Stored data

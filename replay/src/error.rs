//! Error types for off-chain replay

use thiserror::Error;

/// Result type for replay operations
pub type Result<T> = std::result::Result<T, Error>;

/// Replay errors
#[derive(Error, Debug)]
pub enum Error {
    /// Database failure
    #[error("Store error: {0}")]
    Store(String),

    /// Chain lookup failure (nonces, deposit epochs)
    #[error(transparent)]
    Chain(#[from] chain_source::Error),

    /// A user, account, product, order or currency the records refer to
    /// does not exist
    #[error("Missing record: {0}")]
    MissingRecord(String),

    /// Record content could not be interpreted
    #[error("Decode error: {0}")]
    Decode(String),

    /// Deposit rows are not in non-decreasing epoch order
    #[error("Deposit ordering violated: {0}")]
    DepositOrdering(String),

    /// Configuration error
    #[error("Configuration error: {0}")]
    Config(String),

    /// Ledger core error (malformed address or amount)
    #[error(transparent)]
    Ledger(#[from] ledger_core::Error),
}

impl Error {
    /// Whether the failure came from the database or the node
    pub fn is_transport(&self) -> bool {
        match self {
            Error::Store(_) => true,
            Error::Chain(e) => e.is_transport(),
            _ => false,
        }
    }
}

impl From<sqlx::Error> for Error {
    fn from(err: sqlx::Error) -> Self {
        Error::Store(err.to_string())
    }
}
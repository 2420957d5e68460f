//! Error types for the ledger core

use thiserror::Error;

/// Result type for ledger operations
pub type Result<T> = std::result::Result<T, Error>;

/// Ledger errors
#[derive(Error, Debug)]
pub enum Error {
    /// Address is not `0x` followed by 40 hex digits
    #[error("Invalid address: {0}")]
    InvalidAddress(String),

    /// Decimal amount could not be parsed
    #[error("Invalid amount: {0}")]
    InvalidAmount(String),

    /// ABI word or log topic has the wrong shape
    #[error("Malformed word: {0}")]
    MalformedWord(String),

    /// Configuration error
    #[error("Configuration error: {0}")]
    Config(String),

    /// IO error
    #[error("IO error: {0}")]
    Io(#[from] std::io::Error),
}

▸ Exercise directions: Go to the line with "does not exist" in the entries above and repeat every line from there through the line with "impl From<sqlx::Error> for", exactly and with no other text.

▸ Task response:
    /// does not exist
    #[error("Missing record: {0}")]
    MissingRecord(String),

    /// Record content could not be interpreted
    #[error("Decode error: {0}")]
    Decode(String),

    /// Deposit rows are not in non-decreasing epoch order
    #[error("Deposit ordering violated: {0}")]
    DepositOrdering(String),

    /// Configuration error
    #[error("Configuration error: {0}")]
    Config(String),

    /// Ledger core error (malformed address or amount)
    #[error(transparent)]
    Ledger(#[from] ledger_core::Error),
}

impl Error {
    /// Whether the failure came from the database or the node
    pub fn is_transport(&self) -> bool {
        match self {
            Error::Store(_) => true,
            Error::Chain(e) => e.is_transport(),
            _ => false,
        }
    }
}

impl From<sqlx::Error> for Error {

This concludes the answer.